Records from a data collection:
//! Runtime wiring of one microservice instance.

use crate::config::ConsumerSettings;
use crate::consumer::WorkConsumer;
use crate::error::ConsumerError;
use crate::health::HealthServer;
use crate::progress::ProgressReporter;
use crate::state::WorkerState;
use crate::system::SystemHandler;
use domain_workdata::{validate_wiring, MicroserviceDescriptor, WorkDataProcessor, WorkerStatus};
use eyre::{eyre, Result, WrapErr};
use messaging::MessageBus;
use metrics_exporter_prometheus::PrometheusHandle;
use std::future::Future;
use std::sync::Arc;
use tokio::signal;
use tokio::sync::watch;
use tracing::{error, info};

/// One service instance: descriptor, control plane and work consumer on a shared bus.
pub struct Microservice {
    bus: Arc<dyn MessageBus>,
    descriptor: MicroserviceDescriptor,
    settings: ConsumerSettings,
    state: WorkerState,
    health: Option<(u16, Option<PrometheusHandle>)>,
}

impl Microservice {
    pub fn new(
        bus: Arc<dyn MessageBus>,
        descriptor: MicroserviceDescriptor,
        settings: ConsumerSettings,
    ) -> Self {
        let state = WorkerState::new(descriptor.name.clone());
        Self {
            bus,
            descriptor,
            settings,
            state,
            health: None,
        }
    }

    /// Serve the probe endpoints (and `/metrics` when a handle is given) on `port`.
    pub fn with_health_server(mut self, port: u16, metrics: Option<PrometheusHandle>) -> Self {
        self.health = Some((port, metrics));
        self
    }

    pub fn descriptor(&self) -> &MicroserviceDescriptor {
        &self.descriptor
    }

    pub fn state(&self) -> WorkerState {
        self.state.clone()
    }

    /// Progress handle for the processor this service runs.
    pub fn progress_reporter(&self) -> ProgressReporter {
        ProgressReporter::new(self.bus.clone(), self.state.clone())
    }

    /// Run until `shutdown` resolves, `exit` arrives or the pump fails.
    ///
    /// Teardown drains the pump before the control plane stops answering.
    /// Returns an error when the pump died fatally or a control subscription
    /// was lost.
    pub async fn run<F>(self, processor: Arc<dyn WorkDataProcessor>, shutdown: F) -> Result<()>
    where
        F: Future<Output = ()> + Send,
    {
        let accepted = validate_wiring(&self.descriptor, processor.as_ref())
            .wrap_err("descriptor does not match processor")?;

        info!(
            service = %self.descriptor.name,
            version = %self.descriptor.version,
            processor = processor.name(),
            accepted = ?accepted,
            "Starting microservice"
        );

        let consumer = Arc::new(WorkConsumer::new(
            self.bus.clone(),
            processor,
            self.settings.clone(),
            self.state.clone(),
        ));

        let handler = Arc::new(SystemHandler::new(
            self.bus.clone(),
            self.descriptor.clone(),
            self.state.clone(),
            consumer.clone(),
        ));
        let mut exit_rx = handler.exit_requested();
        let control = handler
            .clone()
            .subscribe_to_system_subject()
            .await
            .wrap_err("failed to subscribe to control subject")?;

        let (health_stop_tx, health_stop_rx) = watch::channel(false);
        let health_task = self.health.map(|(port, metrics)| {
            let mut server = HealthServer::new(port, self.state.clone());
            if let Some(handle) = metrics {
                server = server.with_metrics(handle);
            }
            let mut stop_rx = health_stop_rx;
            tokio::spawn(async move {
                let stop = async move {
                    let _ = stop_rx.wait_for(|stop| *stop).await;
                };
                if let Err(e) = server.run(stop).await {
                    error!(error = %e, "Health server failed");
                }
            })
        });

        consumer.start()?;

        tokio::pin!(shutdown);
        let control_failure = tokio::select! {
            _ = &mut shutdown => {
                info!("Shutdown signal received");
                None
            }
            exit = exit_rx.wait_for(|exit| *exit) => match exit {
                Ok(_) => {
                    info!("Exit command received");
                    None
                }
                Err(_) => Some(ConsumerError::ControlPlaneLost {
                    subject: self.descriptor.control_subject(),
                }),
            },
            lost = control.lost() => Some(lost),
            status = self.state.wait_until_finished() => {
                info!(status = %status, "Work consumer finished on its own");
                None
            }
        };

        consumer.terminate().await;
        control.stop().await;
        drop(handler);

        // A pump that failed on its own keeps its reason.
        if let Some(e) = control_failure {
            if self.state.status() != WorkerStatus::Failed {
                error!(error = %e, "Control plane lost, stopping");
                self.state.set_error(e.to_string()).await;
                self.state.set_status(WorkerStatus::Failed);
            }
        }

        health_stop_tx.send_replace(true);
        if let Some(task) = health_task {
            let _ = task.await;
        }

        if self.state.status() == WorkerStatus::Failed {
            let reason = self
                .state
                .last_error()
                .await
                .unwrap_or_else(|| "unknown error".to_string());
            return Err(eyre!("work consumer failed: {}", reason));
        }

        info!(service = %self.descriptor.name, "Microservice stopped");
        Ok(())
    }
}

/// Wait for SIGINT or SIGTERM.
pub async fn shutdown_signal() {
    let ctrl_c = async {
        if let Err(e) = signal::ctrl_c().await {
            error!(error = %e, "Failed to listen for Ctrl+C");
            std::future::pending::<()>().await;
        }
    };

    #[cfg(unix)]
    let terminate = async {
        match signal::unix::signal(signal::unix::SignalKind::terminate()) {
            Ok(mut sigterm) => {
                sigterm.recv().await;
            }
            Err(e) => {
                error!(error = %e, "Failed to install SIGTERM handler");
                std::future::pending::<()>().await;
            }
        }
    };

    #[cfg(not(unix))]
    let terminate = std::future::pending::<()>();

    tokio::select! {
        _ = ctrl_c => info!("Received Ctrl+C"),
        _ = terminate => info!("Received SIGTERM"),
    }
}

▶ [ASSIGNED TASK]: Above are the records. Print exactly, and only, the lines from the line with "pub fn progress_reporter(&self)" to the line with "plane stops answering.", both inclusive.

▶ [ANSWER]:
    pub fn progress_reporter(&self) -> ProgressReporter {
        ProgressReporter::new(self.bus.clone(), self.state.clone())
    }

    /// Run until `shutdown` resolves, `exit` arrives or the pump fails.
    ///
    /// Teardown drains the pump before the control plane stops answering.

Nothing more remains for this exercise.